EDHEC RESEARCH: The challenges of factor investing

The choice of meaningful factors and the proxies for them at the investment level are considered by the Edhec-Risk Institute. The article also considers multi-factor investing.

‘Factor investing’ recommends that allocation decisions be expressed in terms of risk factors, as opposed to standard asset class decompositions. While intuitively appealing, this approach poses a major challenge, namely the choice of the meaningful factors and the corresponding investable proxies.

In simple terms, factor investing regards each constituent in an investor’s portfolio, and therefore the whole portfolio as a bundle of factor exposures. 

There are as many factors as individual securities and the factors are themselves portfolios of such securities, so thinking in terms of factors is strictly equivalent to thinking in terms of asset classes, and therefore would not add any value. More relevant is the situation where a parsimonious factor model is used, with a number of factors smaller than the number of constituents. 

MEANINGFUL FACTORS
The first challenge posed for investors is the identification of meaningful factors. In this perspective, the theoretical section of recent research that we have conducted as part of the Lyxor Risk Allocation Solutions research chair at Edhec-Risk Institute reviews the academic literature on asset pricing and makes a list of conditions that such factors should satisfy. We then survey a vast empirical literature in order to identify the most consensual factors in three major asset classes, namely stocks, bonds and commodities. 

The second challenge in factor investing is the implementation of decisions in a cost-efficient way with investable proxies. 

Asset pricing theory makes a distinction between ‘pricing factors’, which explain differences in expected returns across assets, and ‘priced factors’, which earn a premium over the long run. The theory expresses the risk premium on an asset, that is, the expected return on this asset in excess of the risk-free rate, as a function of the covariance between the payoff and an abstract quantity known as the ‘stochastic discount factor’. 

Pricing factors arise when one attempts to find observable proxies for the aggregate investor’s marginal utility. In a factor model, the risk premium on an asset is a linear combination of the factor risk premia, weighted by the betas of the asset with respect to the factor. 

As a consequence, all alphas are zero and the cross-sectional differences between expected returns are entirely explained by the differences in factor exposures. 

As for an asset, the premium of a factor is determined by its covariance with the stochastic discount factor, so that a factor deserves a positive premium if, and only if, it is high in bad times and low in good times. 

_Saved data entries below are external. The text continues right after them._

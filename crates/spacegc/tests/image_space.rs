//! Boot image objects: never collected, outside the footprint, and scanned
//! through the image mod-union table.

mod common;

use common::{alloc, config, get_ref, heap_with, payload, set_payload, set_ref, KB, MB};
use spacegc::{CollectorType, GcCause, GcType, HeapConfig, SlotModel, SpaceKind};

fn image_config(collector_type: CollectorType) -> HeapConfig {
    HeapConfig {
        image_space_capacity: 64 * KB,
        ..config(collector_type, MB)
    }
}

#[test]
fn test_sealed_image_rejects_allocations() {
    let (heap, _runtime) = heap_with(image_config(CollectorType::SemiSpace));
    let boot = heap
        .allocate_image_object(SlotModel::class(1, 1), SlotModel::object_size(1, 1))
        .unwrap();
    assert_eq!(heap.find_space_kind(boot.addr()), Some(SpaceKind::Image));
    assert!(!heap.is_movable_object(boot));
    assert_eq!(heap.get_bytes_allocated(), 0);

    heap.seal_image_space();
    assert!(heap
        .allocate_image_object(SlotModel::class(0, 1), SlotModel::object_size(0, 1))
        .is_none());
    assert_eq!(heap.verify_heap(), Ok(1));
}

#[test]
fn test_image_field_follows_moved_object() {
    let (heap, _runtime) = heap_with(image_config(CollectorType::SemiSpace));
    let boot = heap
        .allocate_image_object(SlotModel::class(1, 1), SlotModel::object_size(1, 1))
        .unwrap();
    heap.seal_image_space();

    let young = alloc(&heap, 0, 1);
    set_payload(&heap, young, 0, 0, 99);
    set_ref(&heap, boot, 0, Some(young));

    let mut previous = young;
    for gc_type in [GcType::Full, GcType::Sticky, GcType::Full, GcType::Sticky] {
        assert_eq!(heap.collect(gc_type, GcCause::Explicit, false), gc_type);
        let current = get_ref(&heap, boot, 0).expect("image field was cleared");
        assert_ne!(current, previous, "{gc_type:?} did not copy the referent");
        assert_eq!(heap.find_space_kind(current.addr()), Some(SpaceKind::BumpPointer));
        assert_eq!(payload(&heap, current, 0, 0), 99);
        previous = current;
    }
    assert_eq!(heap.find_space_kind(boot.addr()), Some(SpaceKind::Image));
    assert_eq!(heap.verify_heap(), Ok(2));
}

#[test]
fn test_image_keeps_free_list_object_alive() {
    let (heap, _runtime) = heap_with(image_config(CollectorType::MarkSweep));
    let boot = heap
        .allocate_image_object(SlotModel::class(1, 0), SlotModel::object_size(1, 0))
        .unwrap();
    heap.seal_image_space();

    let kept = alloc(&heap, 0, 1);
    set_payload(&heap, kept, 0, 0, 5);
    set_ref(&heap, boot, 0, Some(kept));
    let _garbage = alloc(&heap, 0, 1);

    for gc_type in [GcType::Full, GcType::Sticky, GcType::Full] {
        heap.collect(gc_type, GcCause::Explicit, false);
        assert_eq!(get_ref(&heap, boot, 0), Some(kept));
        assert_eq!(payload(&heap, kept, 0, 0), 5);
    }
    assert_eq!(heap.last_gc_metrics().unwrap().objects_surviving, 1);
    assert_eq!(heap.verify_heap(), Ok(2));
}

A factor is said to be ‘priced’ if it has a non-zero premium. It can be shown that there is no loss of generality from searching for pricing factors among returns, but further assumptions are needed to identify their economic nature. 

Two main classes of theoretical models have been developed to this end. A first category uses economic equilibrium arguments. In the static Capital Asset Pricing Model (CAPM), the only factor, or ‘market factor’, is the return on aggregate wealth. The inter-temporal version (ICAPM) adds as new factors the variables that predict changes in expected returns and volatilities. A second class of models refers to the Arbitrage Pricing Theory (APT) and characterises factors as variables that explain returns from a statistical standpoint. One of the questions studied in the recent asset pricing literature is whether the factors proposed in empirical asset pricing models do meet these theoretical criteria.

The property that assets have zero alphas with respect to the factors has an interesting implication. 

The most meaningful way for grouping individual securities may not be by forming arbitrary asset class indices, but instead by forming factor indices, that is replicating portfolios for a set of indices that can collectively be regarded as linear proxies for the unobservable stochastic discount factor, thus providing a theoretical justification for factor investing.

MULTI-CLASS FACTORS
Empirically, the search for pricing factors in asset classes such as stocks, bonds and commodities begins with the identification of persistent and economically interpretable patterns in average returns. Recent research has subsequently started to look for multi-class factors.

Multi-factor models derived from the ICAPM or the APT do not provide an explicit definition of their factors. Thus, the traditional approach in empirical asset pricing has been to examine the determinants of cross-sectional differences in expected returns and to find sound economic interpretations for regular patterns, such as behavioral biases.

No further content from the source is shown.